§ **Problem description**:
Beneath this task are records; state how many of their lines hold the word "PartialEq", and nothing else.

(Saved data entries)
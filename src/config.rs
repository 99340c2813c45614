//! Configuration for the index builder
//!
//! Every build runs against the fixed catalogue layout below. `BuildConfig` carries
//! those paths into each stage so they can be rebased onto another directory; the
//! schema version is not configurable and always comes from `PROTOCOL_VERSION`.
//!
//! ## Fixed layout:
//! ```toml
//! [paths]
//! root_index = "index/root_index.yaml"
//! resources_root = "resources"
//! adapters_file_name = "adapters.yaml"
//! output = "school_index.pb"
//! ```

use config_crate::{Config, File};
use serde::{Deserialize, Serialize};
use std::path::{Path, PathBuf};

use crate::error::Result;

/// Main configuration for a build
#[derive(Debug, Clone, Default, PartialEq, Serialize, Deserialize)]
pub struct BuildConfig {
    /// Input and output locations
    #[serde(default)]
    pub paths: PathsConfig,
}

/// Input and output locations
#[derive(Debug, Clone, PartialEq, Serialize, Deserialize)]
pub struct PathsConfig {
    /// Root manifest listing every school
    #[serde(default = "default_root_index")]
    pub root_index: PathBuf,

    /// Directory holding one folder per school
    #[serde(default = "default_resources_root")]
    pub resources_root: PathBuf,

    /// Adapter list file name inside each school folder
    #[serde(default = "default_adapters_file_name")]
    pub adapters_file_name: String,

    /// Binary artifact path
    #[serde(default = "default_output")]
    pub output: PathBuf,
}

// Default value functions
fn default_root_index() -> PathBuf {
    PathBuf::from("index/root_index.yaml")
}

fn default_resources_root() -> PathBuf {
    PathBuf::from("resources")
}

fn default_adapters_file_name() -> String {
    "adapters.yaml".to_string()
}

fn default_output() -> PathBuf {
    PathBuf::from("school_index.pb")
}

impl Default for PathsConfig {
    fn default() -> Self {
        Self {
            root_index: default_root_index(),
            resources_root: default_resources_root(),
            adapters_file_name: default_adapters_file_name(),
            output: default_output(),
        }
    }
}

impl BuildConfig {
    /// Read a layout from one explicit TOML file. Keys it omits keep their defaults.
    pub fn from_file(path: &Path) -> Result<Self> {
        let config = Config::builder()
            .add_source(File::from(path).required(true))
            .build()?;
        Ok(config.try_deserialize()?)
    }

    /// Save configuration to a file
    pub fn save(&self, path: impl AsRef<Path>) -> std::io::Result<()> {
        let content = toml::to_string_pretty(self)
            .map_err(|e| std::io::Error::new(std::io::ErrorKind::InvalidData, e))?;
        std::fs::write(path, content)
    }

    /// Resolve every relative path against `root`
    pub fn with_root(mut self, root: impl AsRef<Path>) -> Self {
        let root = root.as_ref();
        let rebase = |p: &PathBuf| {
            if p.is_absolute() {
                p.clone()
            } else {
                root.join(p)
            }
        };
        self.paths.root_index = rebase(&self.paths.root_index);
        self.paths.resources_root = rebase(&self.paths.resources_root);
        self.paths.output = rebase(&self.paths.output);
        self
    }

    /// Location of the adapter list for one school folder
    pub fn adapters_path(&self, resource_folder: &str) -> PathBuf {
        self.paths
            .resources_root
            .join(resource_folder)
            .join(&self.paths.adapters_file_name)
    }
}
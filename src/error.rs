//! Error types for the index builder

use std::path::PathBuf;

use thiserror::Error;

/// Result type for build operations
pub type Result<T> = std::result::Result<T, BuildError>;

/// Index build errors
#[derive(Error, Debug)]
pub enum BuildError {
    #[error("Root index file not found: {}", path.display())]
    ManifestNotFound { path: PathBuf },

    #[error("IO error on {}", path.display())]
    Io {
        path: PathBuf,
        #[source]
        source: std::io::Error,
    },

    #[error("YAML error in {}", path.display())]
    Yaml {
        path: PathBuf,
        #[source]
        source: serde_yaml::Error,
    },

    #[error("Encode error: {0}")]
    Encode(#[from] prost::EncodeError),

    #[error("Decode error: {0}")]
    Decode(#[from] prost::DecodeError),

    #[error("Could not publish artifact {}", path.display())]
    Persist {
        path: PathBuf,
        #[source]
        source: std::io::Error,
    },

    #[error("Config error: {0}")]
    Config(#[from] config_crate::ConfigError),
}

impl BuildError {
    pub(crate) fn io(path: impl Into<PathBuf>, source: std::io::Error) -> Self {
        Self::Io { path: path.into(), source }
    }

    pub(crate) fn yaml(path: impl Into<PathBuf>, source: serde_yaml::Error) -> Self {
        Self::Yaml { path: path.into(), source }
    }
}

§ **Task answer**:
2